**Task prompt:** From the data below, retype exactly the lines starting with the one that contains "#[derive(Debug, Clone, PartialEq, Eq)]" and ending with the one that contains "pub fn rounds(&self)", both included.

**Record excerpts:**
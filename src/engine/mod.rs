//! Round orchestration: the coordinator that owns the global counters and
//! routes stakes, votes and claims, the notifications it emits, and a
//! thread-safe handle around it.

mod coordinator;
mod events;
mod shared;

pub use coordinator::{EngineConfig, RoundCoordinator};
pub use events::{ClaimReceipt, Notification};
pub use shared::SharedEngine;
--
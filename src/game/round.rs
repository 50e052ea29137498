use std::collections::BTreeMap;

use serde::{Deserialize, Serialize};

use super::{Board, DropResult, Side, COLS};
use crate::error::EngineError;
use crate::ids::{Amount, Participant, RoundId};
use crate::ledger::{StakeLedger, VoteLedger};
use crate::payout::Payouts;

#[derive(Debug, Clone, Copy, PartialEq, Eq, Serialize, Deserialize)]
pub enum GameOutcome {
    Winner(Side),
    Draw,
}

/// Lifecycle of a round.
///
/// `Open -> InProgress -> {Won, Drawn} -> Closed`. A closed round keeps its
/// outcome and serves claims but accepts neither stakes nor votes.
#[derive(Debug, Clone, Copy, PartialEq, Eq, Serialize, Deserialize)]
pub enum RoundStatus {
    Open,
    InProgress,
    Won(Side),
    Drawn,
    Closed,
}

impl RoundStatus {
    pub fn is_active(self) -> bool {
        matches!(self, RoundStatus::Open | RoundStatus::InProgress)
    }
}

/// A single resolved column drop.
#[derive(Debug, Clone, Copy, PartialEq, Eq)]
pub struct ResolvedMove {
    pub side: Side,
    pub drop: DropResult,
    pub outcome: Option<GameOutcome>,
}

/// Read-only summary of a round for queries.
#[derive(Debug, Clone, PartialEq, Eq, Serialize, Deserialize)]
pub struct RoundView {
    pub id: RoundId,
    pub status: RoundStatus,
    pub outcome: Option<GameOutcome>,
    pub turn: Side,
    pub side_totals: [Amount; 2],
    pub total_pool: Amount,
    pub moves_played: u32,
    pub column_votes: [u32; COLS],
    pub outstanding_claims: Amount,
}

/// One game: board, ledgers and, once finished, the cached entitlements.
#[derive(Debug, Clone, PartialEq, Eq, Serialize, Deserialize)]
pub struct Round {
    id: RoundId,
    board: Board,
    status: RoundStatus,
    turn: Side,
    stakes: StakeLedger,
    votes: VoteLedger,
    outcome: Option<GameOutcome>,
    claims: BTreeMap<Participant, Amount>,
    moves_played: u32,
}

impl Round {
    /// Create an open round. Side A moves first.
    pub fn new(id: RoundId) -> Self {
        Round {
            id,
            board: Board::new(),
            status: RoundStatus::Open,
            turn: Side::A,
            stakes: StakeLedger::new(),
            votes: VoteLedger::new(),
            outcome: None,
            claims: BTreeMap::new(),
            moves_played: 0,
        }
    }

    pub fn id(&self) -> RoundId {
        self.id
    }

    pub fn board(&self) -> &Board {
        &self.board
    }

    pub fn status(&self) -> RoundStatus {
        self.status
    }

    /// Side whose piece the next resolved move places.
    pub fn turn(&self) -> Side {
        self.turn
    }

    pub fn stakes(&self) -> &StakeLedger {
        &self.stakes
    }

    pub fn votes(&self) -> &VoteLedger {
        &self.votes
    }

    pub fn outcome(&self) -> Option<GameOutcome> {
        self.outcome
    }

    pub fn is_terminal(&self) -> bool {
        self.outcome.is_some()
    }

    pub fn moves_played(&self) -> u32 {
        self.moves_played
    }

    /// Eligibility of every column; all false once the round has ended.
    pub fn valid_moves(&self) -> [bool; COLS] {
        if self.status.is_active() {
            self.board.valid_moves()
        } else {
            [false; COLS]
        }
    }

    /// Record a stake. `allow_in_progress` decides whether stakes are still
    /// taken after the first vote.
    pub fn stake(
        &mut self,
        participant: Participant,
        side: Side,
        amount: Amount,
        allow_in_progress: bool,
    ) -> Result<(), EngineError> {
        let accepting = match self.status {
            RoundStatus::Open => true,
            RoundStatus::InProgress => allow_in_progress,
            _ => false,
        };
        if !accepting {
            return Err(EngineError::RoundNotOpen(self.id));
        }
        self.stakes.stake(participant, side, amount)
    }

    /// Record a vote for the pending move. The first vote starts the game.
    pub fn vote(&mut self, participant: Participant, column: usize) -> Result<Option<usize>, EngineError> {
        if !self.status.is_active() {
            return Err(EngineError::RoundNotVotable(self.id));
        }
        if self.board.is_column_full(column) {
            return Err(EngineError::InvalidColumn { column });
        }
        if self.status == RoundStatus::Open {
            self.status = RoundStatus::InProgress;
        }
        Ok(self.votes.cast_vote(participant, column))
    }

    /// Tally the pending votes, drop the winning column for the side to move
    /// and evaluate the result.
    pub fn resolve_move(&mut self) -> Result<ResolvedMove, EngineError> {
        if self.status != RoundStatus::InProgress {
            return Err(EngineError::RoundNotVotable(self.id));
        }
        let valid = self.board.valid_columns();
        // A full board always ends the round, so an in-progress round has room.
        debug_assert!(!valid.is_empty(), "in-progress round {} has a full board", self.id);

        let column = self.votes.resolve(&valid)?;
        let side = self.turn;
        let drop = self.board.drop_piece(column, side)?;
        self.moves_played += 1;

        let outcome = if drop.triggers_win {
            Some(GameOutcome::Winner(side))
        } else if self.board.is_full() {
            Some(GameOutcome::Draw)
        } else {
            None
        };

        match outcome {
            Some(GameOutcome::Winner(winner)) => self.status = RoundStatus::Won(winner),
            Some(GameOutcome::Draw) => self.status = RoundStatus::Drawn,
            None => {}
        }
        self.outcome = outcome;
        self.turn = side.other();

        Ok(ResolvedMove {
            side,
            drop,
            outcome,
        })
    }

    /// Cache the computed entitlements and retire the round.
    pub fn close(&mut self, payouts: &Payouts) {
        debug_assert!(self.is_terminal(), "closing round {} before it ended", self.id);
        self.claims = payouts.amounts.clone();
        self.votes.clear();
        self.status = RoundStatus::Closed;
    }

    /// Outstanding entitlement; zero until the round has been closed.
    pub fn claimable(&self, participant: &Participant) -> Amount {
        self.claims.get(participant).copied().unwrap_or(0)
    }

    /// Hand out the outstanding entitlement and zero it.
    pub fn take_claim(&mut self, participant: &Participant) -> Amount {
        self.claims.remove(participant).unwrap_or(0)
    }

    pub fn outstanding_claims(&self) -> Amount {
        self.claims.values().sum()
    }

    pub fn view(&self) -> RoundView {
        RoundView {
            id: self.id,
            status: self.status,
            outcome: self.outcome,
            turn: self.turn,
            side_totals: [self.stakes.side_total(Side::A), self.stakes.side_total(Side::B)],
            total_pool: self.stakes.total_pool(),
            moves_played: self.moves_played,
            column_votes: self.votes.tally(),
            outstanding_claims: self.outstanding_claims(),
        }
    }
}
...
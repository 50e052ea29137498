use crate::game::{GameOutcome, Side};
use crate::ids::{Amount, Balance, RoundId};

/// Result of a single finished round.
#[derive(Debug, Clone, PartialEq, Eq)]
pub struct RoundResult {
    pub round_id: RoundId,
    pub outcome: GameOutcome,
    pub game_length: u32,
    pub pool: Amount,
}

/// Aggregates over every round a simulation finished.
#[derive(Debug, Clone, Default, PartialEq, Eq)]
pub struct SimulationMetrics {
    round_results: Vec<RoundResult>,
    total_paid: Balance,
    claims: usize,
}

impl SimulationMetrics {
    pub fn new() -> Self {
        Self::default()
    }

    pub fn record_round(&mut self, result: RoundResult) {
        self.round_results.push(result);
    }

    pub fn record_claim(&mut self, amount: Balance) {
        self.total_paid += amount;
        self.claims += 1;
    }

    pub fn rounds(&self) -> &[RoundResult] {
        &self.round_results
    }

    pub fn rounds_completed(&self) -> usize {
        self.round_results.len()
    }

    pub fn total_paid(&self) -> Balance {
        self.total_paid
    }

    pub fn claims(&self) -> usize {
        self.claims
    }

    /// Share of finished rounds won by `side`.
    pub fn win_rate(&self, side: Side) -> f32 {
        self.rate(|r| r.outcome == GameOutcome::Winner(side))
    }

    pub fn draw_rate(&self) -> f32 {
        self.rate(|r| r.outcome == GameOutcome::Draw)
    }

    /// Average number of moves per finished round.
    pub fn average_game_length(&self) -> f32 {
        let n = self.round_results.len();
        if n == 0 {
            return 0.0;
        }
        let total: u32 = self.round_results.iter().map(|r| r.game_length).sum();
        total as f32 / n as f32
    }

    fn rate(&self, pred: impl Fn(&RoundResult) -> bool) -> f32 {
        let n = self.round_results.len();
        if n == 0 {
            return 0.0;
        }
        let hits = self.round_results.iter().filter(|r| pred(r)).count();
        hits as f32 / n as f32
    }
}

**Result of the exercise:**
#[derive(Debug, Clone, PartialEq, Eq)]
pub struct RoundResult {
    pub round_id: RoundId,
    pub outcome: GameOutcome,
    pub game_length: u32,
    pub pool: Amount,
}

/// Aggregates over every round a simulation finished.
#[derive(Debug, Clone, Default, PartialEq, Eq)]
pub struct SimulationMetrics {
    round_results: Vec<RoundResult>,
    total_paid: Balance,
    claims: usize,
}

impl SimulationMetrics {
    pub fn new() -> Self {
        Self::default()
    }

    pub fn record_round(&mut self, result: RoundResult) {
        self.round_results.push(result);
    }

    pub fn record_claim(&mut self, amount: Balance) {
        self.total_paid += amount;
        self.claims += 1;
    }

    pub fn rounds(&self) -> &[RoundResult] {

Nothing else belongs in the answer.